Under Perón, Buenos Aires became a congenial gathering place for Nazi fugitives, many still nursing fantastical hopes of a restoration. In Guez’s telling, Mengele, while working for his family’s agricultural machinery business, initially enjoyed “a highfalutin life” of opera, steak dinners and brothel visits. But, in time, his exile grew harder, in contrast with his legend and portrayals in novels and films such as “Marathon Man” and “The Boys from Brazil.”

With the Israelis nabbing Adolf Eichmann in Buenos Aires in 1960, Mengele’s ability to elude capture only enhanced his villainous allure. Like Bigfoot, he was subject to numerous (erroneous) sightings. Like some deposed European crowned head, he was believed to be living in splendor in a variety of remote haunts, a notion that Guez’s novel helps debunk.

One irony: Mengele was in American custody for a short time after the war, but having successfully concealed his identity, he was released.

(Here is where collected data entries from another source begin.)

/// Lookup and status mutation for one kind of resource, keyed by opaque id.
pub trait ResourceDirectory: Send + Sync + 'static {
    type Resource: Clone;
    type Status: Copy + PartialEq + fmt::Debug + fmt::Display + Into<ResourceStatus>;

    const KIND: ResourceKind;
    const AVAILABLE: Self::Status;
    const BUSY: Self::Status;

    fn find_by_id(&self, id: &str) -> Option<Self::Resource>;

    fn status_of(&self, id: &str) -> Option<Self::Status>;

    // Returns the previous status, None when the id is unknown
    fn set_status(&self, id: &str, status: Self::Status) -> Option<Self::Status>;
}

// Drivers

#[derive(Debug, Clone, Copy, PartialEq, Eq, Serialize, Deserialize)]
#[serde(rename_all = "snake_case")]
pub enum DriverStatus {
    Available,
    OnRoute,
    OffDuty,
    Inactive,
}

impl fmt::Display for DriverStatus {
    fn fmt(&self, f: &mut fmt::Formatter<'_>) -> fmt::Result {
        let s = match self {
            DriverStatus::Available => "available",
            DriverStatus::OnRoute => "on_route",
            DriverStatus::OffDuty => "off_duty",
            DriverStatus::Inactive => "inactive",
        };
        f.write_str(s)
    }
}

#[derive(Debug, Clone, PartialEq, Serialize, Deserialize)]
pub struct Driver {
    pub id: String,
    pub name: String,
    pub email: String,
    pub phone: String,
    pub license_number: String,
    pub license_type: String,
    pub license_expiration: NaiveDate,
    pub status: DriverStatus,
    pub current_vehicle_id: Option<String>,
}

#[derive(Debug, Clone, Serialize, Deserialize)]
pub struct NewDriver {
    pub name: String,
    pub email: String,
    pub phone: String,
    pub license_number: String,
    pub license_type: String,
    pub license_expiration: NaiveDate,
}

#[derive(Debug, Clone, Default, Serialize, Deserialize)]
pub struct DriverUpdate {
    pub name: Option<String>,
    pub email: Option<String>,
    pub phone: Option<String>,
    pub license_number: Option<String>,
    pub license_type: Option<String>,
    pub license_expiration: Option<NaiveDate>,
    pub current_vehicle_id: Option<String>,
}

#[derive(Default)]
pub struct DriverDirectory {
    drivers: DashMap<String, Driver>,
}

impl DriverDirectory {
    pub fn new() -> Self {
        Self::default()
    }

    /// New drivers start out `available`.
    pub fn add(&self, new: NewDriver) -> Driver {
        let driver = Driver {
            id: crate::generate_id(),
            name: new.name,
            email: new.email,
            phone: new.phone,
            license_number: new.license_number,
            license_type: new.license_type,
            license_expiration: new.license_expiration,
            status: DriverStatus::Available,
            current_vehicle_id: None,
        };
        self.drivers.insert(driver.id.clone(), driver.clone());
        info!(driver_id = %driver.id, "driver added");
        driver
    }

    pub fn update(&self, id: &str, update: DriverUpdate) -> Result<Driver, ResourceError> {
        let mut driver = self.drivers.get_mut(id).ok_or_else(|| ResourceError::NotFound {
            kind: ResourceKind::Driver,
            id: id.to_string(),
        })?;
        if let Some(name) = update.name {
            driver.name = name;
        }
        if let Some(email) = update.email {
            driver.email = email;
        }
        if let Some(phone) = update.phone {
            driver.phone = phone;
        }
        if let Some(license_number) = update.license_number {
            driver.license_number = license_number;
        }
        if let Some(license_type) = update.license_type {
            driver.license_type = license_type;
        }
        if let Some(license_expiration) = update.license_expiration {
            driver.license_expiration = license_expiration;
        }
        if update.current_vehicle_id.is_some() {
            driver.current_vehicle_id = update.current_vehicle_id;
        }
        Ok(driver.clone())
    }

    pub fn delete(&self, id: &str) -> Result<Driver, ResourceError> {
        let (_, removed) = self.drivers.remove(id).ok_or_else(|| ResourceError::NotFound {
            kind: ResourceKind::Driver,
            id: id.to_string(),
        })?;
        info!(driver_id = id, "driver deleted");
        Ok(removed)
    }

    pub fn list(&self) -> Vec<Driver> {
        let mut all: Vec<Driver> = self.drivers.iter().map(|d| d.value().clone()).collect();
        all.sort_by(|a, b| a.name.cmp(&b.name));
        all
    }

    pub fn by_status(&self, status: DriverStatus) -> Vec<Driver> {
        let mut matching: Vec<Driver> = self
            .drivers
            .iter()
            .filter(|d| d.status == status)
            .map(|d| d.value().clone())
            .collect();
        matching.sort_by(|a, b| a.name.cmp(&b.name));
        matching
    }
}
#[derive(Debug, Clone, Default, Serialize, Deserialize)]
pub struct RouteUpdate {
    pub name: Option<String>,
    pub description: Option<String>,
    pub start_date: Option<NaiveDate>,
    pub end_date: Option<NaiveDate>,
    pub starting_point: Option<String>,
    pub total_distance_km: Option<f64>,
    pub estimated_fuel_cost: Option<f64>,
}

/// Owns delivery routes and propagates their lifecycle to drivers and
/// vehicles.
///
/// A route holds its driver and vehicle busy exactly while it is
/// `in_progress`. Resources are claimed when the route starts and released
/// once, by whichever of completion, cancellation or deletion ends the
/// in-progress state first.
pub struct RouteCoordinator<D = DriverDirectory, V = VehicleDirectory> {
    routes: DashMap<String, DeliveryRoute>,
    drivers: Arc<D>,
    vehicles: Arc<V>,
    policy: AssignmentPolicy,
    clock: Arc<dyn Clock>,
}

impl<D, V> RouteCoordinator<D, V>
where
    D: ResourceDirectory,
    V: ResourceDirectory,
{
    pub fn new(
        drivers: Arc<D>,
        vehicles: Arc<V>,
        policy: AssignmentPolicy,
        clock: Arc<dyn Clock>,
    ) -> Self {
        Self {
            routes: DashMap::new(),
            drivers,
            vehicles,
            policy,
            clock,
        }
    }

    fn route_not_found(route_id: &str) -> RouteError {
        RouteError::RouteNotFound(route_id.to_string())
    }

    fn ensure_exists<R: ResourceDirectory>(directory: &R, id: &str) -> Result<(), RouteError> {
        if directory.status_of(id).is_none() {
            return Err(ResourceError::NotFound {
                kind: R::KIND,
                id: id.to_string(),
            }
            .into());
        }
        Ok(())
    }

    fn ensure_claimable<R: ResourceDirectory>(&self, directory: &R, id: &str) -> Result<(), RouteError> {
        let status = directory.status_of(id).ok_or_else(|| ResourceError::NotFound {
            kind: R::KIND,
            id: id.to_string(),
        })?;
        if self.policy == AssignmentPolicy::RequireAvailable && status != R::AVAILABLE {
            let kind = R::KIND;
            warn!(kind = %kind, id, status = %status, "resource already busy");
            return Err(RouteError::ResourceUnavailable {
                id: id.to_string(),
                status: status.into(),
            });
        }
        Ok(())
    }

    // Both resources are checked before either is touched
    fn claim(&self, driver_id: &str, vehicle_id: &str) -> Result<(), RouteError> {
        self.ensure_claimable(self.drivers.as_ref(), driver_id)?;
        self.ensure_claimable(self.vehicles.as_ref(), vehicle_id)?;
        self.drivers.set_status(driver_id, D::BUSY);
        self.vehicles.set_status(vehicle_id, V::BUSY);
        Ok(())
    }

    // A resource deleted while on route is skipped
    fn release(&self, route: &DeliveryRoute) {
        if self.drivers.set_status(&route.driver_id, D::AVAILABLE).is_none() {
            warn!(route_id = %route.id, driver_id = %route.driver_id, "driver vanished before release");
        }
        if self.vehicles.set_status(&route.vehicle_id, V::AVAILABLE).is_none() {
            warn!(route_id = %route.id, vehicle_id = %route.vehicle_id, "vehicle vanished before release");
        }
        info!(
            route_id = %route.id,
            driver_id = %route.driver_id,
            vehicle_id = %route.vehicle_id,
            "route resources released"
        );
    }

    fn build_route(new: NewRoute, status: RouteStatus) -> DeliveryRoute {
        let mut route = DeliveryRoute {
            id: crate::generate_id(),
            name: new.name,
            description: new.description,
            start_date: new.start_date,
            end_date: new.end_date,
            status,
            driver_id: new.driver_id,
            vehicle_id: new.vehicle_id,
            starting_point: new.starting_point,
            destinations: Vec::with_capacity(new.destinations.len()),
            total_distance_km: new.total_distance_km,
            estimated_fuel_cost: new.estimated_fuel_cost,
        };
        for destination in new.destinations {
            route.insert_destination(destination.into_destination());
        }
        route
    }

    /// Registers a `planned` route. Driver and vehicle must exist but are
    /// not claimed.
    pub fn plan_route(&self, new: NewRoute) -> Result<DeliveryRoute, RouteError> {
        Self::ensure_exists(self.drivers.as_ref(), &new.driver_id)?;
        Self::ensure_exists(self.vehicles.as_ref(), &new.vehicle_id)?;

        let route = Self::build_route(new, RouteStatus::Planned);
        self.routes.insert(route.id.clone(), route.clone());
        info!(route_id = %route.id, "route planned");
        Ok(route)
    }

    /// Registers a route that starts immediately, claiming its driver
    /// (`on_route`) and vehicle (`in_use`).
    pub fn create_route(&self, new: NewRoute) -> Result<DeliveryRoute, RouteError> {
        self.claim(&new.driver_id, &new.vehicle_id)?;

        let route = Self::build_route(new, RouteStatus::InProgress);
        self.routes.insert(route.id.clone(), route.clone());
        info!(
            route_id = %route.id,
            driver_id = %route.driver_id,
            vehicle_id = %route.vehicle_id,
            "route started"
        );
        Ok(route)
    }

    /// `planned -> in_progress`, claiming the route's resources.
    pub fn start_route(&self, route_id: &str) -> Result<DeliveryRoute, RouteError> {
        let mut route = self
            .routes
            .get_mut(route_id)
            .ok_or_else(|| Self::route_not_found(route_id))?;
        if !route.status.can_transition_to(RouteStatus::InProgress) {
            return Err(RouteError::InvalidTransition {
                route_id: route_id.to_string(),
                from: route.status,
                to: RouteStatus::InProgress,
            });
        }

        self.claim(&route.driver_id, &route.vehicle_id)?;
        route.status = RouteStatus::InProgress;
        info!(route_id, "route started");
        Ok(route.clone())
    }

    /// `in_progress -> completed`, releasing the route's resources.
    ///
    /// Completing a route that is already completed returns it unchanged and
    /// does not release anything a second time.
    pub fn complete_route(&self, route_id: &str) -> Result<DeliveryRoute, RouteError> {
        let mut route = self
            .routes
            .get_mut(route_id)
            .ok_or_else(|| Self::route_not_found(route_id))?;
        let status = route.status;
        match status {
            RouteStatus::Completed => {
                debug!(route_id, "route already completed");
                Ok(route.clone())
            }
            RouteStatus::InProgress => {
                route.status = RouteStatus::Completed;
                self.release(&route);
                info!(route_id, "route completed");
                Ok(route.clone())
            }
            from => Err(RouteError::InvalidTransition {
                route_id: route_id.to_string(),
                from,
                to: RouteStatus::Completed,
            }),
        }
    }

    /// Cancels a planned or in-progress route; in-progress routes release
    /// their resources.
    pub fn cancel_route(&self, route_id: &str) -> Result<DeliveryRoute, RouteError> {
        let mut route = self
            .routes
            .get_mut(route_id)
            .ok_or_else(|| Self::route_not_found(route_id))?;
        let from = route.status;
        if !from.can_transition_to(RouteStatus::Cancelled) {
            return Err(RouteError::InvalidTransition {
                route_id: route_id.to_string(),
                from,
                to: RouteStatus::Cancelled,
            });
        }

        route.status = RouteStatus::Cancelled;
        if from == RouteStatus::InProgress {
            self.release(&route);
        }
        info!(route_id, from = %from, "route cancelled");
        Ok(route.clone())
    }

    /// Removes the route. Only an in-progress route still holds resources,
    /// so only that case releases them.
    pub fn delete_route(&self, route_id: &str) -> Result<DeliveryRoute, RouteError> {
        let (_, route) = self
            .routes
            .remove(route_id)
            .ok_or_else(|| Self::route_not_found(route_id))?;
        if route.status == RouteStatus::InProgress {
            self.release(&route);
        }
        info!(route_id, status = %route.status, "route deleted");
        Ok(route)
    }

    /// Marks a destination completed and stamps its arrival. When that
    /// leaves every destination completed, the route completes and releases
    /// its resources.
    ///
    /// Only an in-progress route accepts completions, so a route can never
    /// start with all of its destinations already done.
    pub fn complete_destination(
        &self,
        route_id: &str,
        destination_id: &str,
    ) -> Result<Destination, RouteError> {
        let mut route = self
            .routes
            .get_mut(route_id)
            .ok_or_else(|| Self::route_not_found(route_id))?;
        if route.status != RouteStatus::InProgress {
            warn!(route_id, status = %route.status, "destination completion refused");
            return Err(RouteError::RouteNotInProgress {
                route_id: route_id.to_string(),
                status: route.status,
            });
        }
        let destination = route
            .destinations
            .iter_mut()
            .find(|d| d.id == destination_id)
            .ok_or_else(|| RouteError::DestinationNotFound {
                route_id: route_id.to_string(),
                destination_id: destination_id.to_string(),
            })?;
        destination.status = DestinationStatus::Completed;
        destination.actual_arrival = Some(self.clock.now());
        let completed = destination.clone();
        debug!(route_id, destination_id, "destination completed");

        if route.all_destinations_completed() {
            route.status = RouteStatus::Completed;
            self.release(&route);
            info!(route_id, "route completed after last destination");
        }

        Ok(completed)
    }

    pub fn add_destination(
        &self,
        route_id: &str,
        new: NewDestination,
    ) -> Result<Destination, RouteError> {
        let mut route = self
            .routes
            .get_mut(route_id)
            .ok_or_else(|| Self::route_not_found(route_id))?;
        let destination = new.into_destination();
        route.insert_destination(destination.clone());
        debug!(route_id, destination_id = %destination.id, "destination added");
        Ok(destination)
    }

    pub fn update_destination(
        &self,
        route_id: &str,
        destination_id: &str,
        update: DestinationUpdate,
    ) -> Result<Destination, RouteError> {
        let mut route = self
            .routes
            .get_mut(route_id)
            .ok_or_else(|| Self::route_not_found(route_id))?;
        let index = route
            .destinations
            .iter()
            .position(|d| d.id == destination_id)
            .ok_or_else(|| RouteError::DestinationNotFound {
                route_id: route_id.to_string(),
                destination_id: destination_id.to_string(),
            })?;

        let destination = &mut route.destinations[index];
        if let Some(address) = update.address {
            destination.address = address;
        }
        if let Some(scheduled_arrival) = update.scheduled_arrival {
            destination.scheduled_arrival = scheduled_arrival;
        }
        if let Some(status) = update.status {
            destination.status = status;
        }
        if update.notes.is_some() {
            destination.notes = update.notes;
        }
        let updated = destination.clone();

        // Only a rank change moves the stop, ties go behind existing peers
        if let Some(order) = update.order {
            let mut moved = route.destinations.remove(index);
            moved.order = order;
            route.insert_destination(moved.clone());
            return Ok(moved);
        }
        Ok(updated)
    }

    pub fn update_route_details(
        &self,
        route_id: &str,
        update: RouteUpdate,
    ) -> Result<DeliveryRoute, RouteError> {
        let mut route = self
            .routes
            .get_mut(route_id)
            .ok_or_else(|| Self::route_not_found(route_id))?;
        if let Some(name) = update.name {
            route.name = name;
        }
        if let Some(description) = update.description {
            route.description = description;
        }
        if let Some(start_date) = update.start_date {
            route.start_date = start_date;
        }
        if let Some(end_date) = update.end_date {
            route.end_date = end_date;
        }
        if let Some(starting_point) = update.starting_point {
            route.starting_point = starting_point;
        }
        if let Some(distance) = update.total_distance_km {
            route.total_distance_km = distance;
        }
        if let Some(cost) = update.estimated_fuel_cost {
            route.estimated_fuel_cost = cost;
        }
        Ok(route.clone())
    }

    pub fn get_route(&self, route_id: &str) -> Option<DeliveryRoute> {
        self.routes.get(route_id).map(|r| r.value().clone())
    }

    /// All routes, ordered by start date then name.
    pub fn list_routes(&self) -> Vec<DeliveryRoute> {
        self.collect_sorted(|_| true)
    }

    pub fn active_routes(&self) -> Vec<DeliveryRoute> {
        self.collect_sorted(|r| r.status == RouteStatus::InProgress)
    }

    pub fn routes_for_driver(&self, driver_id: &str) -> Vec<DeliveryRoute> {
        self.collect_sorted(|r| r.driver_id == driver_id)
    }

    pub fn routes_for_vehicle(&self, vehicle_id: &str) -> Vec<DeliveryRoute> {
        self.collect_sorted(|r| r.vehicle_id == vehicle_id)
    }

    fn collect_sorted(&self, keep: impl Fn(&DeliveryRoute) -> bool) -> Vec<DeliveryRoute> {
        let mut routes: Vec<DeliveryRoute> = self
            .routes
            .iter()
            .filter(|r| keep(r.value()))
            .map(|r| r.value().clone())
            .collect();
        routes.sort_by(|a, b| a.start_date.cmp(&b.start_date).then_with(|| a.name.cmp(&b.name)));
        routes
    }
}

For a few years, he worked on a Bavarian farm before escaping, in 1949, to Argentina, a country where, Guez writes, “the past does not exist.”

“In this verminous, ruined world deserted by God,” the fictional Mengele thinks at one point, “he has freedom, money, success; no one has arrested him and no one ever will.” His escape was facilitated, Guez suggests, by both German and Israeli politics, which frequently lost focus on Nazi war criminals in favor of more immediate concerns.

Mengele — in both the novel and reality — eventually settled in Paraguay and then Brazil, where he lived unhappily with a farm couple from Hungary, the Stammers, who came to despise him. (In the novel, he has a transactional affair with the wife.) He eventually moves to the Brazilian capital of São Paulo, where he leads a lonely existence, mitigated by a single good friendship and a relationship with his housekeeper. But his material circumstances are difficult, and his health deteriorates.

Guez humanizes Mengele, perhaps controversially, by describing his love, or at least passion, for his wives, the second of whom was his brother’s widow. He also describes the doctor’s regard for his Brazilian housekeeper and his desire to justify himself to his son. In the end, though, the novel portrays Mengele as a thoroughly despicable character, who came to a miserable — if not miserable enough — end.